Work to be completed:
The entries below are to be returned exactly. Include all of them.

● ● ● ● ●

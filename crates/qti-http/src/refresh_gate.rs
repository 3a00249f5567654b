//! Per-client refresh gate.
//!
//! Holds the failure budget as an explicit state machine:
//!
//! ```text
//!            AuthFailure                RefreshSettled
//!   ┌──────┐ ──────────► ┌────────────┐ ─────────────► ┌───────┐
//!   │ Idle │             │ Refreshing │                │ Spent │
//!   └──────┘ ◄────────── └────────────┘                └───────┘
//!      ▲        Reset                                      │
//!      └───────────────────── Success / Reset ─────────────┘
//! ```
//!
//! `Success` while `Refreshing` is accepted but keeps the state, so at most
//! one refresh is ever in flight per client.

use crate::error::IneligibleReason;
use parking_lot::Mutex;
use rust_fsm::*;
use tracing::debug;

state_machine! {
    #[derive(Debug, Clone, PartialEq, Eq)]
    pub refresh_gate_machine(Idle)

    Idle => {
        AuthFailure => Refreshing,
        Success => Idle,
        Reset => Idle
    },
    Refreshing => {
        RefreshSettled => Spent,
        Success => Refreshing,
        Reset => Idle
    },
    Spent => {
        Success => Idle,
        Reset => Idle
    }
}

pub use refresh_gate_machine::Input as GateInput;
pub use refresh_gate_machine::State as GateMachineState;
pub use refresh_gate_machine::StateMachine as GateMachine;

/// Observable gate state.
#[derive(Debug, Clone, Copy, PartialEq, Eq)]
pub enum GateState {
    /// Budget 0.
    Idle,
    /// Budget 1, refresh in flight.
    Refreshing,
    /// Budget 1, refresh settled, no success since.
    Spent,
}

impl From<&GateMachineState> for GateState {
    fn from(state: &GateMachineState) -> Self {
        match state {
            GateMachineState::Idle => GateState::Idle,
            GateMachineState::Refreshing => GateState::Refreshing,
            GateMachineState::Spent => GateState::Spent,
        }
    }
}

struct GateInner {
    machine: GateMachine,
    /// Bumped on every reset so that tickets from before the reset are inert.
    generation: u64,
}

/// Single-slot refresh permit holder.
pub struct RefreshGate {
    inner: Mutex<GateInner>,
}

impl RefreshGate {
    pub fn new() -> Self {
        Self {
            inner: Mutex::new(GateInner {
                machine: GateMachine::new(),
                generation: 0,
            }),
        }
    }

    pub fn state(&self) -> GateState {
        GateState::from(self.inner.lock().machine.state())
    }

    /// Authorization failures counted since the last success: 0 or 1.
    pub fn failure_budget(&self) -> u8 {
        match self.state() {
            GateState::Idle => 0,
            GateState::Refreshing | GateState::Spent => 1,
        }
    }

    /// Take the budget. Only succeeds from `Idle`.
    pub fn try_acquire(&self) -> Result<RefreshTicket<'_>, IneligibleReason> {
        let mut inner = self.inner.lock();
        let before = GateState::from(inner.machine.state());
        if inner.machine.consume(&GateInput::AuthFailure).is_err() {
            return Err(match before {
                GateState::Refreshing => IneligibleReason::RefreshInFlight,
                GateState::Idle | GateState::Spent => IneligibleReason::BudgetSpent,
            });
        }
        debug!(old_state = ?before, new_state = ?GateState::Refreshing, "Refresh gate transition");
        Ok(RefreshTicket {
            gate: self,
            generation: inner.generation,
            settled: false,
        })
    }

    /// A 2xx response was observed.
    pub fn record_success(&self) {
        self.apply(&GateInput::Success);
    }

    /// Return to `Idle` and invalidate outstanding tickets.
    pub fn reset(&self) {
        let mut inner = self.inner.lock();
        inner.generation = inner.generation.wrapping_add(1);
        let before = GateState::from(inner.machine.state());
        let _ = inner.machine.consume(&GateInput::Reset);
        if before != GateState::Idle {
            debug!(old_state = ?before, new_state = ?GateState::Idle, "Refresh gate transition");
        }
    }

    fn settle(&self, generation: u64) {
        let mut inner = self.inner.lock();
        if inner.generation != generation {
            debug!("Ignoring refresh settlement from before a reset");
            return;
        }
        let before = GateState::from(inner.machine.state());
        if inner.machine.consume(&GateInput::RefreshSettled).is_ok() {
            debug!(old_state = ?before, new_state = ?GateState::Spent, "Refresh gate transition");
        }
    }

    fn apply(&self, input: &GateInput) {
        let mut inner = self.inner.lock();
        let before = GateState::from(inner.machine.state());
        if inner.machine.consume(input).is_err() {
            return;
        }
        let after = GateState::from(inner.machine.state());
        if before != after {
            debug!(old_state = ?before, new_state = ?after, "Refresh gate transition");
        }
    }
}

impl Default for RefreshGate {
    fn default() -> Self {
        Self::new()
    }
}

/// Permit to run the one refresh. Settles the gate when dropped, so an
/// abandoned refresh never leaves the gate `Refreshing`.
pub struct RefreshTicket<'a> {
    gate: &'a RefreshGate,
    generation: u64,
    settled: bool,
}

impl RefreshTicket<'_> {
    /// Mark the refresh as finished, successful or not.
    pub fn settle(mut self) {
        self.settled = true;
        self.gate.settle(self.generation);
    }
}

impl Drop for RefreshTicket<'_> {
    fn drop(&mut self) {
        if !self.settled {
            self.gate.settle(self.generation);
        }
    }
}
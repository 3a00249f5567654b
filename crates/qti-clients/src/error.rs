use qti_auth::AuthError;
use qti_http::ApiError;
use thiserror::Error;

#[derive(Error, Debug)]
pub enum ClientError {
    #[error(transparent)]
    Api(#[from] ApiError),

    /// The account signed in but may not use this application.
    #[error("account has no access to this application")]
    AccessDenied,

    /// The backend did not recognise a session or delivery code.
    #[error("unknown code: {0}")]
    UnknownCode(String),
}

impl From<AuthError> for ClientError {
    fn from(e: AuthError) -> Self {
        ClientError::Api(ApiError::Auth(e))
    }
}

impl ClientError {
    /// HTTP status behind the error, if any.
    pub fn status(&self) -> Option<u16> {
        match self {
            ClientError::Api(e) => e.status(),
            _ => None,
        }
    }
}

pub type ClientResult<T> = Result<T, ClientError>;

● ● ● ● ●

Answer to this problem:
filename crates/qti-http/src/refresh_gate.rs
repository 3a00249f5567654b
//! Per-client refresh gate.
//!
//! Holds the failure budget as an explicit state machine:
//!
//! ```text
//!            AuthFailure                RefreshSettled
//!   ┌──────┐ ──────────► ┌────────────┐ ─────────────► ┌───────┐
//!   │ Idle │             │ Refreshing │                │ Spent │
//!   └──────┘ ◄────────── └────────────┘                └───────┘
//!      ▲        Reset                                      │
//!      └───────────────────── Success / Reset ─────────────┘
//! ```
//!
//! `Success` while `Refreshing` is accepted but keeps the state, so at most
//! one refresh is ever in flight per client.

use crate::error::IneligibleReason;
use parking_lot::Mutex;
use rust_fsm::*;
use tracing::debug;

state_machine! {
    #[derive(Debug, Clone, PartialEq, Eq)]
    pub refresh_gate_machine(Idle)

    Idle => {
        AuthFailure => Refreshing,
        Success => Idle,
        Reset => Idle
    },
    Refreshing => {
        RefreshSettled => Spent,
        Success => Refreshing,
        Reset => Idle
    },
    Spent => {
        Success => Idle,
        Reset => Idle
    }
}

pub use refresh_gate_machine::Input as GateInput;
pub use refresh_gate_machine::State as GateMachineState;
pub use refresh_gate_machine::StateMachine as GateMachine;

/// Observable gate state.
#[derive(Debug, Clone, Copy, PartialEq, Eq)]
pub enum GateState {
    /// Budget 0.
    Idle,
    /// Budget 1, refresh in flight.
    Refreshing,
    /// Budget 1, refresh settled, no success since.
    Spent,
}

impl From<&GateMachineState> for GateState {
    fn from(state: &GateMachineState) -> Self {
        match state {
            GateMachineState::Idle => GateState::Idle,
            GateMachineState::Refreshing => GateState::Refreshing,
            GateMachineState::Spent => GateState::Spent,
        }
    }
}

struct GateInner {
    machine: GateMachine,
    /// Bumped on every reset so that tickets from before the reset are inert.
    generation: u64,
}

/// Single-slot refresh permit holder.
pub struct RefreshGate {
    inner: Mutex<GateInner>,
}

impl RefreshGate {
    pub fn new() -> Self {
        Self {
            inner: Mutex::new(GateInner {
                machine: GateMachine::new(),
                generation: 0,
            }),
        }
    }

    pub fn state(&self) -> GateState {
        GateState::from(self.inner.lock().machine.state())
    }

    /// Authorization failures counted since the last success: 0 or 1.
    pub fn failure_budget(&self) -> u8 {
        match self.state() {
            GateState::Idle => 0,
            GateState::Refreshing | GateState::Spent => 1,
        }
    }

    /// Take the budget. Only succeeds from `Idle`.
    pub fn try_acquire(&self) -> Result<RefreshTicket<'_>, IneligibleReason> {
        let mut inner = self.inner.lock();
        let before = GateState::from(inner.machine.state());
        if inner.machine.consume(&GateInput::AuthFailure).is_err() {
            return Err(match before {
                GateState::Refreshing => IneligibleReason::RefreshInFlight,
                GateState::Idle | GateState::Spent => IneligibleReason::BudgetSpent,
            });
        }
        debug!(old_state = ?before, new_state = ?GateState::Refreshing, "Refresh gate transition");
        Ok(RefreshTicket {
            gate: self,
            generation: inner.generation,
            settled: false,
        })
    }

    /// A 2xx response was observed.
    pub fn record_success(&self) {
        self.apply(&GateInput::Success);
    }

    /// Return to `Idle` and invalidate outstanding tickets.
    pub fn reset(&self) {
        let mut inner = self.inner.lock();
        inner.generation = inner.generation.wrapping_add(1);
        let before = GateState::from(inner.machine.state());
        let _ = inner.machine.consume(&GateInput::Reset);
        if before != GateState::Idle {
            debug!(old_state = ?before, new_state = ?GateState::Idle, "Refresh gate transition");
        }
    }

    fn settle(&self, generation: u64) {
        let mut inner = self.inner.lock();
        if inner.generation != generation {
            debug!("Ignoring refresh settlement from before a reset");
            return;
        }
        let before = GateState::from(inner.machine.state());
        if inner.machine.consume(&GateInput::RefreshSettled).is_ok() {
            debug!(old_state = ?before, new_state = ?GateState::Spent, "Refresh gate transition");
        }
    }

    fn apply(&self, input: &GateInput) {
        let mut inner = self.inner.lock();
        let before = GateState::from(inner.machine.state());
        if inner.machine.consume(input).is_err() {
            return;
        }
        let after = GateState::from(inner.machine.state());
        if before != after {
            debug!(old_state = ?before, new_state = ?after, "Refresh gate transition");
        }
    }
}

impl Default for RefreshGate {
    fn default() -> Self {
        Self::new()
    }
}

/// Permit to run the one refresh. Settles the gate when dropped, so an
/// abandoned refresh never leaves the gate `Refreshing`.
pub struct RefreshTicket<'a> {
    gate: &'a RefreshGate,
    generation: u64,
    settled: bool,
}

impl RefreshTicket<'_> {
    /// Mark the refresh as finished, successful or not.
    pub fn settle(mut self) {
        self.settled = true;
        self.gate.settle(self.generation);
    }
}

impl Drop for RefreshTicket<'_> {
    fn drop(&mut self) {
        if !self.settled {
            self.gate.settle(self.generation);
        }
    }
}
repository 3a00249f5567654b
filename crates/qti-clients/src/error.rs
use qti_auth::AuthError;
use qti_http::ApiError;
use thiserror::Error;

#[derive(Error, Debug)]
pub enum ClientError {
    #[error(transparent)]
    Api(#[from] ApiError),

    /// The account signed in but may not use this application.
    #[error("account has no access to this application")]
    AccessDenied,

    /// The backend did not recognise a session or delivery code.
    #[error("unknown code: {0}")]
    UnknownCode(String),
}

impl From<AuthError> for ClientError {
    fn from(e: AuthError) -> Self {
        ClientError::Api(ApiError::Auth(e))
    }
}

impl ClientError {
    /// HTTP status behind the error, if any.
    pub fn status(&self) -> Option<u16> {
        match self {
            ClientError::Api(e) => e.status(),
            _ => None,
        }
    }
}

pub type ClientResult<T> = Result<T, ClientError>;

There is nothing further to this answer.